In addition, ALJ Raynor examined the analysis of treating physician Dr. Haddad. (AR at 17.) He noted that, " [a]lthough Dr. Haddad indicate[d] that [the Plaintiff] [was] disabled from her past relevant work, he [did] not specify whether she [could] perform other work[.]" (AR at 17.) For this reason, ALJ Raynor gave Dr. Haddad's opinion on the subject little weight. (AR at 17.) ALJ Raynor further found that Dr.

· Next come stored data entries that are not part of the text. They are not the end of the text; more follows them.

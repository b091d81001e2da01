// ─────────────────────────────────────────────────────────────────────
// SCPN Drift Core — Central Stencils
// © 1998–2026 Miroslav Šotek. All rights reserved.
// Contact: www.anulum.li | protoscience@anulum.li
// ORCID: https://orcid.org/0009-0009-3560-0851
// License: GNU AGPL v3 | Commercial licensing available
// ─────────────────────────────────────────────────────────────────────
//! Second-order central finite-difference stencils of derivative order 1–4.
//!
//! | order | weights                  | scale      |
//! |-------|--------------------------|------------|
//! | 1     | −1, 0, 1                 | 1/(2h)     |
//! | 2     | 1, −2, 1                 | 1/h²       |
//! | 3     | −1, 2, 0, −2, 1          | 1/(2h³)    |
//! | 4     | 1, −4, 6, −4, 1          | 1/h⁴       |

use drift_types::error::{DriftError, DriftResult};

const FIRST: [f64; 3] = [-0.5, 0.0, 0.5];
const SECOND: [f64; 3] = [1.0, -2.0, 1.0];
const THIRD: [f64; 5] = [-0.5, 1.0, 0.0, -1.0, 0.5];
const FOURTH: [f64; 5] = [1.0, -4.0, 6.0, -4.0, 1.0];

/// Central stencil for one derivative order.
#[derive(Debug, Clone, Copy, PartialEq)]
pub struct CentralStencil {
    order: usize,
    weights: &'static [f64],
}

impl CentralStencil {
    pub fn new(order: usize) -> DriftResult<Self> {
        let weights: &'static [f64] = match order {
            1 => &FIRST,
            2 => &SECOND,
            3 => &THIRD,
            4 => &FOURTH,
            _ => {
                return Err(DriftError::ConfigError(format!(
                    "no central stencil for derivative order {order}"
                )))
            }
        };
        Ok(CentralStencil { order, weights })
    }

    pub fn order(&self) -> usize {
        self.order
    }

    /// Points needed on each side of the centre.
    pub fn half_width(&self) -> usize {
        self.weights.len() / 2
    }

    /// Weights from offset `−half_width` to `+half_width`.
    pub fn weights(&self) -> &'static [f64] {
        self.weights
    }

    /// Derivative at offset 0 given a sampler for signed offsets.
    #[inline]
    pub fn apply(&self, h: f64, sample: impl Fn(isize) -> f64) -> f64 {
        let hw = self.half_width() as isize;
        let mut acc = 0.0;
        for (n, w) in self.weights.iter().enumerate() {
            if *w != 0.0 {
                acc += w * sample(n as isize - hw);
            }
        }
        acc / h.powi(self.order as i32)
    }
}

/// Half-width of the central stencil for `order`, without building it.
pub fn half_width(order: usize) -> usize {
    if order <= 2 {
        1
    } else {
        2
    }
}

#[cfg(test)]
mod tests {
    use super::*;

    fn poly(x: f64) -> f64 {
        // 2 + 3x − x² + 0.5x³ + 0.25x⁴
        2.0 + 3.0 * x - x * x + 0.5 * x.powi(3) + 0.25 * x.powi(4)
    }

    #[test]
    fn test_first_and_second_exact_for_quadratic() {
        let h = 0.1;
        let x0 = 0.7;
        let q = |x: f64| 1.0 + 2.0 * x - 3.0 * x * x;
        let d1 = CentralStencil::new(1).unwrap().apply(h, |o| q(x0 + o as f64 * h));
        let d2 = CentralStencil::new(2).unwrap().apply(h, |o| q(x0 + o as f64 * h));
        assert!((d1 - (2.0 - 6.0 * x0)).abs() < 1e-12);
        assert!((d2 + 6.0).abs() < 1e-10);
    }

    #[test]
    fn test_third_derivative_exact_for_quartic() {
        let h = 0.05;
        let x0 = 0.3;
        let d3 = CentralStencil::new(3).unwrap().apply(h, |o| poly(x0 + o as f64 * h));
        // f''' = 3 + 6x; quartic term contributes 6x exactly, h² error term is
        // proportional to f⁽⁵⁾ = 0
        let exact = 3.0 + 6.0 * x0;
        assert!((d3 - exact).abs() < 1e-6, "d3={d3}, exact={exact}");
    }

    #[test]
    fn test_fourth_derivative_of_quartic_is_constant() {
        let h = 0.05;
        let d4 = CentralStencil::new(4).unwrap().apply(h, |o| poly(0.4 + o as f64 * h));
        assert!((d4 - 6.0).abs() < 1e-4, "d4={d4}");
    }

    #[test]
    fn test_half_widths() {
        for order in 1..=4 {
            let s = CentralStencil::new(order).unwrap();
            assert_eq!(s.half_width(), half_width(order));
            let sum: f64 = s.weights().iter().sum();
            assert!(sum.abs() < 1e-15, "weights of order {order} must annihilate constants");
        }
        assert!(CentralStencil::new(5).is_err());
        assert!(CentralStencil::new(0).is_err());
    }
}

Haddad's opinion that the Plaintiff " could sit, stand and walk two hours in an eight-hour day and lift/carry less than ten pounds occasionally . . . [was] not consistent with other opinions contained in the record or with the substantial evidence of record." (AR at 17.) As such, ALJ Raynor " accord[ed] little weight to [this] opinion" as well. (AR at 17.)

ALJ Raynor then gave " considerable weight" to consulting orthopedic surgeon Dr. Katz, who " reported that the [Plaintiff] did not complain of any painful conditions[ ] and assessed that the [Plaintiff] would be able to perform work at a sedentary capacity." (AR at 17.) Moreover, ALJ Raynor pointed out that Dr. Katz considered the Plaintiff's " lumbosacral radiculopathy [to be] resolved." (AR at 17.) According to ALJ Raynor, Dr. Katz's opinion deserved to be accorded considerable weight because he " reviewed the [Plaintiff's] medical history and [ ] his findings [were] consistent with the totality of medical evidence[.]" (AR at 17.)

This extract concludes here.